Nell’immediato sto scrivendo una grande opera per un compositore norvegese, Rolf Wallin. Adesso, una volta che torno a Londra, devo riscrivere qualcosa sul secondo atto. Il debutto è fissato per il mese di aprile 2017 all’Opera House di Oslo. E’ davvero una grande produzione, 16 nel coro, 17 nell’orchestra… un sacco di personaggi: un grande pezzo. Il libretto condenserà tutto. Wallin ha avuto un’idea iniziale di lavoro, poi ci siamo dedicati a lunghe conversazioni che hanno portato ad un percorso più concreto. Ho quindi iniziato la storia e lui mi ha dato tanti feedback per riscrivere, riscrivere…Una volta che abbiamo il libretto in una forma che sia pronta e su cui iniziare a lavorare, lui inizia a scrivere la musica…

 

Il British Council ha fatto qualcosa di utile per il successo del tuo primo lavoro, Shopping and Fucking o la censura non ha aiutato?

Non ho avuto alcun problema con la censura ed il British Council mi ha sostenuto sin dall’inizio. Penso che a quei tempi furono tutto sommato molto rapidi a realizzare il grande interesse attorno ai giovani autori di teatro inglese e attorno agli artisti visivi ed ai musicisti di quegli anni, era la metà degli anni Novanta. Decisero anche che era il genere d’immagine che volevano del paese all’estero. Certo, potevano anche decidere di continuare a promuovere cose come Shakespeare, ma videro l’energia che veniva dalle generazioni dei giovani e scommisero su quello. Buona reazione.

Sei mai riuscito a seguire qualche autore o regista italiano?

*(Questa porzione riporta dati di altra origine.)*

// ============================================================
// Layer 2 — Application / Use Cases
// ============================================================
// One use case per CLI subcommand. Each opens a Session for
// the shared set-up, then coordinates the data, ml and infra
// layers for its phase. No tensor maths here.
//
//   train   — fine-tune on the train split, checkpoint by step
//   eval    — loss + per-head accuracy on the dev split
//   predict — label the test split, write predict.{tag}.json
//   export  — serving bundle under export_dir/{timestamp}/
//
// Reference: Clean Architecture pattern

/// Run configuration and backend choice
pub mod config;

/// Shared per-phase set-up and model construction
pub mod session;

/// The training workflow
pub mod train_use_case;

/// The evaluation workflow
pub mod eval_use_case;

/// The prediction workflow
pub mod predict_use_case;

/// The export workflow
pub mod export_use_case;
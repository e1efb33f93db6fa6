// ============================================================
// Layer 5 — Inferencer
// ============================================================
// Runs the classifier over features in input order and copies
// each row's outputs back to plain vectors:
//
//   sent_embed [hidden]      — pooled encoder output
//   per head   predict_id, score, probs[n_labels]
//
// No shuffling and no loss: labels are not needed here.

use anyhow::{ensure, Result};
use burn::{
    data::dataloader::DataLoaderBuilder,
    prelude::*,
};

use crate::data::{
    batcher::{ClassifierBatch, ClassifierBatcher},
    dataset::{Feature, FeatureDataset},
    decoder::{RawHeadOutput, RawPrediction},
};
use crate::ml::head::HeadOutput;
use crate::ml::model::{ClassifierOutput, IntentClassifier};

pub struct Inferencer<B: Backend> {
    model:  IntentClassifier<B>,
    device: B::Device,
}

impl<B: Backend> Inferencer<B> {
    pub fn new(model: IntentClassifier<B>, device: B::Device) -> Self {
        Self { model, device }
    }

    /// One `RawPrediction` per feature, same order as the input.
    pub fn predict(&self, features: Vec<Feature>, batch_size: usize) -> Result<Vec<RawPrediction>> {
        let expected = features.len();
        tracing::info!("***** Running prediction *****");
        tracing::info!("  Num features = {}", expected);
        tracing::info!("  Batch size = {}", batch_size);

        let loader = DataLoaderBuilder::<B, Feature, ClassifierBatch<B>>::new(ClassifierBatcher::new())
            .batch_size(batch_size)
            .num_workers(1)
            .set_device(self.device.clone())
            .build(FeatureDataset::new(features));

        let mut predictions = Vec::with_capacity(expected);
        for batch in loader.iter() {
            let output = self.model.forward_batch(&batch);
            predictions.extend(rows(output)?);
        }

        ensure!(
            predictions.len() == expected,
            "Prediction produced {} rows for {} features",
            predictions.len(), expected,
        );
        Ok(predictions)
    }
}

fn to_f32<const D: usize, B: Backend>(t: Tensor<B, D>) -> Result<Vec<f32>> {
    t.into_data()
        .convert::<f32>()
        .to_vec::<f32>()
        .map_err(|e| anyhow::anyhow!("Cannot read tensor data: {e:?}"))
}

fn head_rows<B: Backend>(head: HeadOutput<B>, batch_size: usize) -> Result<Vec<RawHeadOutput>> {
    let [_, num_labels] = head.probs.dims();
    let probs  = to_f32(head.probs)?;
    let scores = to_f32(head.scores)?;
    let ids: Vec<i64> = head.predict_ids
        .into_data()
        .convert::<i64>()
        .to_vec::<i64>()
        .map_err(|e| anyhow::anyhow!("Cannot read tensor data: {e:?}"))?;

    Ok((0..batch_size)
        .map(|row| RawHeadOutput {
            predict_id: ids[row] as usize,
            score:      scores[row],
            probs:      probs[row * num_labels..(row + 1) * num_labels].to_vec(),
        })
        .collect())
}

fn rows<B: Backend>(output: ClassifierOutput<B>) -> Result<Vec<RawPrediction>> {
    let [batch_size, hidden] = output.sent_embed.dims();
    let embeds  = to_f32(output.sent_embed)?;
    let intent  = head_rows(output.intent, batch_size)?;
    let topic   = head_rows(output.topic, batch_size)?;
    let ability = head_rows(output.ability, batch_size)?;

    Ok(intent
        .into_iter()
        .zip(topic)
        .zip(ability)
        .enumerate()
        .map(|(row, ((intent, topic), ability))| RawPrediction {
            sent_embed: embeds[row * hidden..(row + 1) * hidden].to_vec(),
            intent,
            topic,
            ability,
        })
        .collect())
}
// ============================================================
// Layer 3 — Example Domain Type
// ============================================================
// One raw utterance as read from the corpus, e.g.
//
//   { "id": 17, "text": "play some jazz",
//     "intent_label": "play_music", "topic_label": "music",
//     "ability_label": "media" }
//
// Labels are optional: the test split may ship without them.
//
// Alignment padding is a separate enum variant rather than a
// magic value, so an all-zero feature can never be mistaken
// for an example whose labels all sit at index 0.

use std::fmt;

use serde::{Deserialize, Serialize};

use crate::domain::label::LabelKind;

/// Corpus ids are numbers in some dumps and strings in others.
#[derive(Debug, Clone, PartialEq, Eq, Serialize, Deserialize)]
#[serde(untagged)]
pub enum ExampleId {
    Num(i64),
    Text(String),
}

impl fmt::Display for ExampleId {
    fn fmt(&self, f: &mut fmt::Formatter<'_>) -> fmt::Result {
        match self {
            ExampleId::Num(n)  => write!(f, "{n}"),
            ExampleId::Text(s) => f.write_str(s),
        }
    }
}

/// A labelled (or unlabelled) utterance. Immutable once built.
#[derive(Debug, Clone, PartialEq, Serialize, Deserialize)]
pub struct Example {
    pub id:            ExampleId,
    pub text:          String,
    #[serde(default)]
    pub intent_label:  Option<String>,
    #[serde(default)]
    pub topic_label:   Option<String>,
    #[serde(default)]
    pub ability_label: Option<String>,
}

impl Example {
    pub fn new(id: ExampleId, text: impl Into<String>) -> Self {
        Self {
            id,
            text:          text.into(),
            intent_label:  None,
            topic_label:   None,
            ability_label: None,
        }
    }

    /// Builder-style helper for fixtures.
    #[cfg(test)]
    pub fn with_labels(
        mut self,
        intent:  impl Into<String>,
        topic:   impl Into<String>,
        ability: impl Into<String>,
    ) -> Self {
        self.intent_label  = Some(intent.into());
        self.topic_label   = Some(topic.into());
        self.ability_label = Some(ability.into());
        self
    }

    pub fn label(&self, kind: LabelKind) -> Option<&str> {
        match kind {
            LabelKind::Intent  => self.intent_label.as_deref(),
            LabelKind::Topic   => self.topic_label.as_deref(),
            LabelKind::Ability => self.ability_label.as_deref(),
        }
    }

    pub fn is_labelled(&self) -> bool {
        LabelKind::ALL.iter().all(|&k| self.label(k).is_some())
    }
}

/// What the converter consumes: a real example or batch filler.
#[derive(Debug, Clone, PartialEq)]
pub enum InputExample {
    Real(Example),
    /// Inserted only so the example count becomes a multiple of the
    /// batch size. Converts to an all-zero feature.
    Padding,
}

impl InputExample {
    pub fn is_padding(&self) -> bool {
        matches!(self, InputExample::Padding)
    }
}

impl From<Example> for InputExample {
    fn from(example: Example) -> Self {
        InputExample::Real(example)
    }
}

// ─── Unit Tests ───────────────────────────────────────────────────────────────
#[cfg(test)]
mod tests {
    use super::*;

    #[test]
    fn test_numeric_and_string_ids_deserialize() {
        let a: Example = serde_json::from_str(
            r#"{"id": 3, "text": "hi", "intent_label": "greet",
                "topic_label": "chat", "ability_label": "talk"}"#,
        ).unwrap();
        let b: Example = serde_json::from_str(r#"{"id": "u-9", "text": "hi"}"#).unwrap();

        assert_eq!(a.id, ExampleId::Num(3));
        assert_eq!(a.id.to_string(), "3");
        assert!(a.is_labelled());

        assert_eq!(b.id.to_string(), "u-9");
        assert!(!b.is_labelled());
        assert_eq!(b.label(LabelKind::Topic), None);
    }

    #[test]
    fn test_padding_variant() {
        let real: InputExample = Example::new(ExampleId::Num(1), "x").into();
        assert!(!real.is_padding());
        assert!(InputExample::Padding.is_padding());
    }
}
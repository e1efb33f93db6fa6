// ============================================================
// Layer 4 — Prediction Decoder
// ============================================================
// Turns raw per-example model output back into readable JSON.
//
// Text is rebuilt from the wordpiece ids rather than taken from
// the corpus, so the output shows exactly what the model saw
// (lowercased, truncated, [UNK] for unknown pieces):
//
//   ids:    [CLS] play ##ing the music [SEP] [PAD] [PAD]
//   mask:   1     1    1     1   1     1     0     0
//   text:   "playing the music"
//
// Walking stops at the first zero in the mask; everything after
// is padding.

use anyhow::{Context, Result};

use crate::data::dataset::Feature;
use crate::domain::label::{LabelKind, LabelVocabs};
use crate::domain::prediction::{HeadPrediction, PredictionRecord};
use crate::domain::traits::{WordpieceTokenizer, CLS_TOKEN, CONTINUATION_PREFIX, SEP_TOKEN};

/// Numeric output of one head for one example.
#[derive(Debug, Clone, PartialEq)]
pub struct RawHeadOutput {
    pub predict_id: usize,
    pub score:      f32,
    pub probs:      Vec<f32>,
}

/// Numeric output of the classifier for one example.
#[derive(Debug, Clone, PartialEq)]
pub struct RawPrediction {
    pub sent_embed: Vec<f32>,
    pub intent:     RawHeadOutput,
    pub topic:      RawHeadOutput,
    pub ability:    RawHeadOutput,
}

impl RawPrediction {
    pub fn head(&self, kind: LabelKind) -> &RawHeadOutput {
        match kind {
            LabelKind::Intent  => &self.intent,
            LabelKind::Topic   => &self.topic,
            LabelKind::Ability => &self.ability,
        }
    }
}

/// Rebuild text from wordpieces, honouring the attention mask.
pub fn detokenize<S: AsRef<str>>(tokens: &[S], mask: &[u32]) -> String {
    let mut words: Vec<String> = Vec::new();

    for (token, &m) in tokens.iter().zip(mask) {
        if m == 0 {
            break;
        }
        let token = token.as_ref();
        if token == CLS_TOKEN || token == SEP_TOKEN {
            continue;
        }
        match (token.strip_prefix(CONTINUATION_PREFIX), words.last_mut()) {
            (Some(rest), Some(prev)) => prev.push_str(rest),
            // A continuation with nothing before it starts its own word
            (Some(rest), None)       => words.push(rest.to_string()),
            (None, _)                => words.push(token.to_string()),
        }
    }

    words.join(" ")
}

/// Decode features and their predictions, pairwise and in order.
/// Both slices must already be cut to the real (non-padding) count.
pub fn decode_predictions<T: WordpieceTokenizer>(
    features:    &[Feature],
    predictions: &[RawPrediction],
    vocabs:      &LabelVocabs,
    tokenizer:   &T,
) -> Result<Vec<PredictionRecord>> {
    features
        .iter()
        .zip(predictions)
        .enumerate()
        .map(|(i, (feature, raw))| {
            decode_one(feature, raw, vocabs, tokenizer)
                .with_context(|| format!("Cannot decode prediction {i}"))
        })
        .collect()
}

fn decode_one<T: WordpieceTokenizer>(
    feature:   &Feature,
    raw:       &RawPrediction,
    vocabs:    &LabelVocabs,
    tokenizer: &T,
) -> Result<PredictionRecord> {
    let tokens = tokenizer.convert_ids_to_tokens(&feature.input_ids);
    let text   = detokenize(&tokens, &feature.input_mask);

    let head = |kind: LabelKind| -> Result<HeadPrediction> {
        let vocab = vocabs.get(kind);
        let out   = raw.head(kind);
        let gold  = feature
            .label_ids
            .get(kind)
            .map(|id| vocab.label(id).map(str::to_string))
            .transpose()?;
        Ok(HeadPrediction {
            gold,
            predict: vocab.label(out.predict_id)?.to_string(),
            score:   out.score,
            probs:   out.probs.clone(),
        })
    };

    Ok(PredictionRecord::new(
        text,
        raw.sent_embed.clone(),
        head(LabelKind::Intent)?,
        head(LabelKind::Topic)?,
        head(LabelKind::Ability)?,
    ))
}

// ─── Unit Tests ───────────────────────────────────────────────────────────────
#[cfg(test)]
mod tests {
    use super::*;
    use crate::data::converter::{tests::test_vocabs, FeatureConverter};
    use crate::domain::example::{Example, ExampleId, InputExample};
    use crate::infra::tokenizer_store::tests::test_tokenizer;

    fn raw(intent: usize, topic: usize, ability: usize) -> RawPrediction {
        let head = |id: usize, n: usize| RawHeadOutput {
            predict_id: id,
            score:      0.5,
            probs:      vec![1.0 / n as f32; n],
        };
        RawPrediction {
            sent_embed: vec![0.25, -0.5],
            intent:     head(intent, 5),
            topic:      head(topic, 4),
            ability:    head(ability, 3),
        }
    }

    #[test]
    fn test_continuation_joins_previous_word() {
        assert_eq!(detokenize(&["play", "##ing"], &[1, 1]), "playing");
    }

    #[test]
    fn test_markers_dropped_and_mask_stops_walk() {
        let tokens = ["[CLS]", "new", "york", "[SEP]", "city", "city"];
        assert_eq!(detokenize(&tokens, &[1, 1, 1, 1, 0, 1]), "new york");
    }

    #[test]
    fn test_leading_continuation_starts_word() {
        assert_eq!(detokenize(&["[CLS]", "##ly", "loud"], &[1, 1, 1]), "ly loud");
    }

    #[test]
    fn test_convert_then_decode_roundtrip() {
        let vocabs = test_vocabs();
        let tok    = test_tokenizer();
        let conv   = FeatureConverter::new(&vocabs, &tok, 10).unwrap();

        let example: InputExample = Example::new(ExampleId::Num(1), "New York City")
            .with_labels("ask", "city", "search")
            .into();
        let feature = conv.convert(0, &example).unwrap();

        let records = decode_predictions(&[feature], &[raw(2, 1, 0)], &vocabs, &tok).unwrap();
        let r = &records[0];
        assert_eq!(r.text, "new york city");
        assert_eq!(r.intent_label.as_deref(), Some("ask"));
        assert_eq!(r.intent_predict, "ask");
        assert_eq!(r.topic_predict, "city");
        assert_eq!(r.ability_label.as_deref(), Some("search"));
        assert_eq!(r.ability_predict, "media");
        assert_eq!(r.sent_embed, vec![0.25, -0.5]);
        assert_eq!(r.intent_probs.len(), 5);
    }

    #[test]
    fn test_unlabelled_gold_is_null() {
        let vocabs = test_vocabs();
        let tok    = test_tokenizer();
        let conv   = FeatureConverter::new(&vocabs, &tok, 6).unwrap();

        let feature = conv.convert(0, &Example::new(ExampleId::Num(7), "play").into()).unwrap();
        let records = decode_predictions(&[feature], &[raw(0, 0, 0)], &vocabs, &tok).unwrap();

        assert_eq!(records[0].topic_label, None);
        let json = serde_json::to_value(&records[0]).unwrap();
        assert!(json["topic_label"].is_null());
        assert_eq!(json["intent_predict"], "play");
    }

    #[test]
    fn test_out_of_range_prediction_is_an_error() {
        let vocabs  = test_vocabs();
        let tok     = test_tokenizer();
        let feature = Feature::padding(4);
        assert!(decode_predictions(&[feature], &[raw(9, 0, 0)], &vocabs, &tok).is_err());
    }
}
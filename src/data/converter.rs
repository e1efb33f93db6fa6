// ============================================================
// Layer 4 — Example → Feature Converter
// ============================================================
// Turns one utterance into the fixed-length arrays the encoder
// consumes. For max_seq_len = 8 and "play the music loudly":
//
//   tokens:      [CLS] play the music loud ##ly [SEP] [PAD]
//   input_ids:   2     8    10  11    12   13   3     0
//   input_mask:  1     1    1   1     1    1    1     0
//   segment_ids: 0     0    0   0     0    0    0     0
//
// Single-sequence task, so every segment id is 0. Text longer
// than max_seq_len - 2 wordpieces is cut to make room for the
// two markers.
//
// Reference: Devlin et al. (2019) BERT, §3 input representation

use anyhow::{bail, Context, Result};

use crate::data::dataset::{Feature, LabelIds};
use crate::domain::example::{Example, InputExample};
use crate::domain::label::{LabelKind, LabelVocabs};
use crate::domain::traits::{WordpieceTokenizer, CLS_TOKEN, SEP_TOKEN};

// Detailed feature dumps for the first few examples only
const LOGGED_EXAMPLES: usize = 5;
const PROGRESS_EVERY: usize  = 10_000;

pub struct FeatureConverter<'a, T: WordpieceTokenizer> {
    vocabs:      &'a LabelVocabs,
    tokenizer:   &'a T,
    max_seq_len: usize,
}

impl<'a, T: WordpieceTokenizer> FeatureConverter<'a, T> {
    /// `max_seq_len` must leave room for [CLS] and [SEP].
    pub fn new(vocabs: &'a LabelVocabs, tokenizer: &'a T, max_seq_len: usize) -> Result<Self> {
        if max_seq_len < 2 {
            bail!("max_seq_len must be at least 2 to hold [CLS] and [SEP], got {max_seq_len}");
        }
        Ok(Self { vocabs, tokenizer, max_seq_len })
    }

    /// Convert every example, preserving input order.
    pub fn convert_all(&self, examples: &[InputExample]) -> Result<Vec<Feature>> {
        let mut features = Vec::with_capacity(examples.len());
        for (index, example) in examples.iter().enumerate() {
            if index % PROGRESS_EVERY == 0 {
                tracing::info!("Writing example {} of {}", index, examples.len());
            }
            features.push(self.convert(index, example)?);
        }
        Ok(features)
    }

    /// Convert a single example. `index` is only used for logging.
    pub fn convert(&self, index: usize, example: &InputExample) -> Result<Feature> {
        let example = match example {
            InputExample::Padding  => return Ok(Feature::padding(self.max_seq_len)),
            InputExample::Real(ex) => ex,
        };

        let label_ids = self.label_ids(example)?;

        let mut tokens = self.tokenizer
            .tokenize(&example.text)
            .with_context(|| format!("Cannot tokenize example {}", example.id))?;
        tokens.truncate(self.max_seq_len - 2);

        let mut input_tokens = Vec::with_capacity(tokens.len() + 2);
        input_tokens.push(CLS_TOKEN.to_string());
        input_tokens.extend(tokens.iter().cloned());
        input_tokens.push(SEP_TOKEN.to_string());

        let mut input_ids   = self.tokenizer.convert_tokens_to_ids(&input_tokens)?;
        let mut input_mask  = vec![1u32; input_ids.len()];
        let mut segment_ids = vec![0u32; input_ids.len()];

        input_ids.resize(self.max_seq_len, 0);
        input_mask.resize(self.max_seq_len, 0);
        segment_ids.resize(self.max_seq_len, 0);

        if index < LOGGED_EXAMPLES {
            tracing::info!("*** Example ***");
            tracing::info!("guid: {}", example.id);
            tracing::info!("tokens: {}", tokens.join(" "));
            tracing::info!("input_ids: {}", join_numbers(&input_ids));
            tracing::info!("input_mask: {}", join_numbers(&input_mask));
            tracing::info!("segment_ids: {}", join_numbers(&segment_ids));
            tracing::info!("label_ids: {:?}", label_ids);
        }

        Ok(Feature { input_ids, input_mask, segment_ids, label_ids })
    }

    fn label_ids(&self, example: &Example) -> Result<LabelIds> {
        let lookup = |kind: LabelKind| -> Result<Option<usize>> {
            example
                .label(kind)
                .map(|label| self.vocabs.get(kind).lookup(label))
                .transpose()
                .with_context(|| format!("Cannot convert example {}", example.id))
        };
        Ok(LabelIds {
            intent:  lookup(LabelKind::Intent)?,
            topic:   lookup(LabelKind::Topic)?,
            ability: lookup(LabelKind::Ability)?,
        })
    }
}

fn join_numbers(values: &[u32]) -> String {
    values.iter().map(u32::to_string).collect::<Vec<_>>().join(" ")
}
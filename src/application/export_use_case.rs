// ============================================================
// Layer 2 — ExportUseCase
// ============================================================
// Writes a self-contained serving bundle for the newest
// checkpoint:
//
//   {export_dir}/{secs}.{micros}/
//     model_step_{n}.*          ← full classifier weights
//     latest_step.json
//     classifier_config.json
//     encoder.*                 ← encoder only, usable as --init-checkpoint
//     tokenizer.json
//     {intent,topic,ability}_label.vocab
//     export_manifest.json      ← serving inputs and outputs
//
// The bundle directory is itself a valid output_dir, so it can
// be pointed at by `eval` or `predict` unchanged. An existing
// bundle directory is never written into.

use anyhow::{Context, Result};
use burn::{
    backend::{NdArray, Wgpu},
    prelude::*,
};
use serde::{Deserialize, Serialize};
use std::{
    fs,
    path::{Path, PathBuf},
};

use crate::application::config::{timestamp_tag, BackendKind, RunConfig};
use crate::application::session::{Phase, Session};
use crate::domain::label::LabelKind;
use crate::infra::{
    checkpoint::{save_encoder, CheckpointManager},
    output::write_pretty_json,
    tokenizer_store::TokenizerStore,
};
use crate::ml::model::ClassifierConfig;

const MANIFEST_FILE: &str = "export_manifest.json";

/// One named tensor at the serving boundary. `None` in `shape`
/// is the batch dimension.
#[derive(Debug, Clone, PartialEq, Serialize, Deserialize)]
pub struct TensorSpec {
    pub name:  String,
    pub dtype: String,
    pub shape: Vec<Option<usize>>,
}

impl TensorSpec {
    fn new(name: impl Into<String>, dtype: &str, shape: Vec<Option<usize>>) -> Self {
        Self { name: name.into(), dtype: dtype.to_string(), shape }
    }
}

#[derive(Debug, Clone, PartialEq, Serialize, Deserialize)]
pub struct ExportManifest {
    pub global_step:   usize,
    pub max_seq_len:   usize,
    pub do_lower_case: bool,
    pub inputs:        Vec<TensorSpec>,
    pub outputs:       Vec<TensorSpec>,
}

impl ExportManifest {
    pub fn new(cfg: &ClassifierConfig, max_seq_len: usize, do_lower_case: bool, global_step: usize) -> Self {
        let inputs = ["input_ids", "input_masks", "segment_ids"]
            .into_iter()
            .map(|name| TensorSpec::new(name, "int32", vec![None, Some(max_seq_len)]))
            .collect();

        let mut outputs = vec![
            TensorSpec::new("sent_embed", "float32", vec![None, Some(cfg.encoder.hidden_size)]),
        ];
        for kind in LabelKind::ALL {
            outputs.push(TensorSpec::new(format!("{kind}_probs"), "float32", vec![None, Some(cfg.num_labels(kind))]));
            outputs.push(TensorSpec::new(format!("{kind}_predict"), "int64", vec![None]));
            outputs.push(TensorSpec::new(format!("{kind}_score"), "float32", vec![None]));
        }

        Self { global_step, max_seq_len, do_lower_case, inputs, outputs }
    }
}

pub struct ExportUseCase {
    config: RunConfig,
}

impl ExportUseCase {
    pub fn new(config: RunConfig) -> Self {
        Self { config }
    }

    /// Returns the bundle directory.
    pub fn execute(&self) -> Result<PathBuf> {
        match self.config.backend {
            BackendKind::Wgpu    => self.run::<Wgpu>(&Default::default()),
            BackendKind::NdArray => self.run::<NdArray>(&Default::default()),
        }
    }

    fn run<B: Backend>(&self, device: &B::Device) -> Result<PathBuf> {
        let cfg     = &self.config;
        let session = Session::open(cfg.clone(), Phase::Export)?;
        let model   = session.restore_model::<B>(device)?;

        let (model_cfg, step) = if session.checkpoints.has_checkpoint() {
            (session.checkpoints.load_config()?, session.checkpoints.latest_step()?)
        } else {
            (session.classifier_config(), 0)
        };

        let dir    = create_bundle_dir(&cfg.export_dir, &timestamp_tag())?;
        let bundle = CheckpointManager::new(&dir)?;
        tracing::info!("Exporting step {} to '{}'", step, dir.display());

        bundle.save_config(&model_cfg)?;
        bundle.save_model(&model, step)?;
        save_encoder(&model.encoder, &dir.join("encoder"))?;

        let tokenizer_src = TokenizerStore::new(&cfg.output_dir).path();
        let tokenizer_dst = TokenizerStore::new(&dir).path();
        fs::copy(&tokenizer_src, &tokenizer_dst)
            .with_context(|| format!("Cannot copy '{}'", tokenizer_src.display()))?;

        for kind in LabelKind::ALL {
            let mut text = session.vocabs.get(kind).labels().join("\n");
            text.push('\n');
            let path = dir.join(kind.vocab_file_name());
            fs::write(&path, text).with_context(|| format!("Cannot write '{}'", path.display()))?;
        }

        let manifest = ExportManifest::new(&model_cfg, cfg.max_seq_len, cfg.do_lower_case, step);
        write_pretty_json(&manifest, &dir.join(MANIFEST_FILE))?;

        Ok(dir)
    }
}

/// Create `{export_dir}/{tag}`; fails if it already exists.
fn create_bundle_dir(export_dir: &Path, tag: &str) -> Result<PathBuf> {
    fs::create_dir_all(export_dir)
        .with_context(|| format!("Cannot create '{}'", export_dir.display()))?;
    let dir = export_dir.join(tag);
    fs::create_dir(&dir)
        .with_context(|| format!("Cannot create export bundle '{}'", dir.display()))?;
    Ok(dir)
}

// ─── Unit Tests ───────────────────────────────────────────────────────────────
#[cfg(test)]
mod tests {
    use super::*;
    use crate::application::session::tests::{cleanup, scratch_run};
    use crate::application::train_use_case::TrainUseCase;
    use crate::ml::model::tests::tiny_classifier_config;

    #[test]
    fn test_manifest_shapes() {
        let m = ExportManifest::new(&tiny_classifier_config(), 128, true, 42);
        let names: Vec<&str> = m.inputs.iter().map(|s| s.name.as_str()).collect();
        assert_eq!(names, vec!["input_ids", "input_masks", "segment_ids"]);
        assert!(m.inputs.iter().all(|s| s.shape == vec![None, Some(128)]));

        let topic = m.outputs.iter().find(|s| s.name == "topic_probs").unwrap();
        assert_eq!(topic.shape, vec![None, Some(4)]);
        assert_eq!(m.outputs.len(), 1 + 3 * 3);

        let json = serde_json::to_value(&m).unwrap();
        assert!(json["inputs"][0]["shape"][0].is_null());
    }

    #[test]
    fn test_export_bundle_is_a_usable_output_dir() {
        let cfg = scratch_run("export");
        TrainUseCase::new(cfg.clone()).execute().unwrap();

        let dir = ExportUseCase::new(cfg.clone()).execute().unwrap();
        for file in ["classifier_config.json", "latest_step.json", "tokenizer.json",
                     "intent_label.vocab", "topic_label.vocab", "ability_label.vocab", MANIFEST_FILE] {
            assert!(dir.join(file).exists(), "missing {file}");
        }

        let bundle = CheckpointManager::new(&dir).unwrap();
        assert_eq!(bundle.latest_step().unwrap(), 3);
        let vocab = fs::read_to_string(dir.join("ability_label.vocab")).unwrap();
        assert_eq!(vocab, "media\nsearch\nchat\n");

        let again = ExportUseCase::new(cfg.clone()).execute().unwrap();
        assert_ne!(again, dir);
        cleanup(&cfg);
    }

    #[test]
    fn test_existing_bundle_dir_is_not_reused() {
        let root = std::env::temp_dir().join(format!("export_clash_{}", std::process::id()));
        fs::remove_dir_all(&root).ok();

        let first = create_bundle_dir(&root, "1700000000.000001").unwrap();
        fs::write(first.join("latest_step.json"), "3").unwrap();

        let err = format!("{:#}", create_bundle_dir(&root, "1700000000.000001").unwrap_err());
        assert!(err.contains("Cannot create export bundle"), "{err}");
        assert_eq!(fs::read_to_string(first.join("latest_step.json")).unwrap(), "3");
        fs::remove_dir_all(&root).ok();
    }
}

E’ molto tempo che non riesco. Sono stato molto fortunato in passato a vedere qualche Strehler (circa 25 anni fa) e una delle cose più belle che ho visto è stato un Dario Fo dirigere alcune commedie francesi (due Molière e altri). E’ riuscito a mischiare ottimo clowning, commedia fisica e grandi prospettive socio-politiche: lo vidi a Parigi, incredibile (in Inghilterra non avremmo avuto la possibilità di vedere il regista Fo o di conoscerlo come scrittore).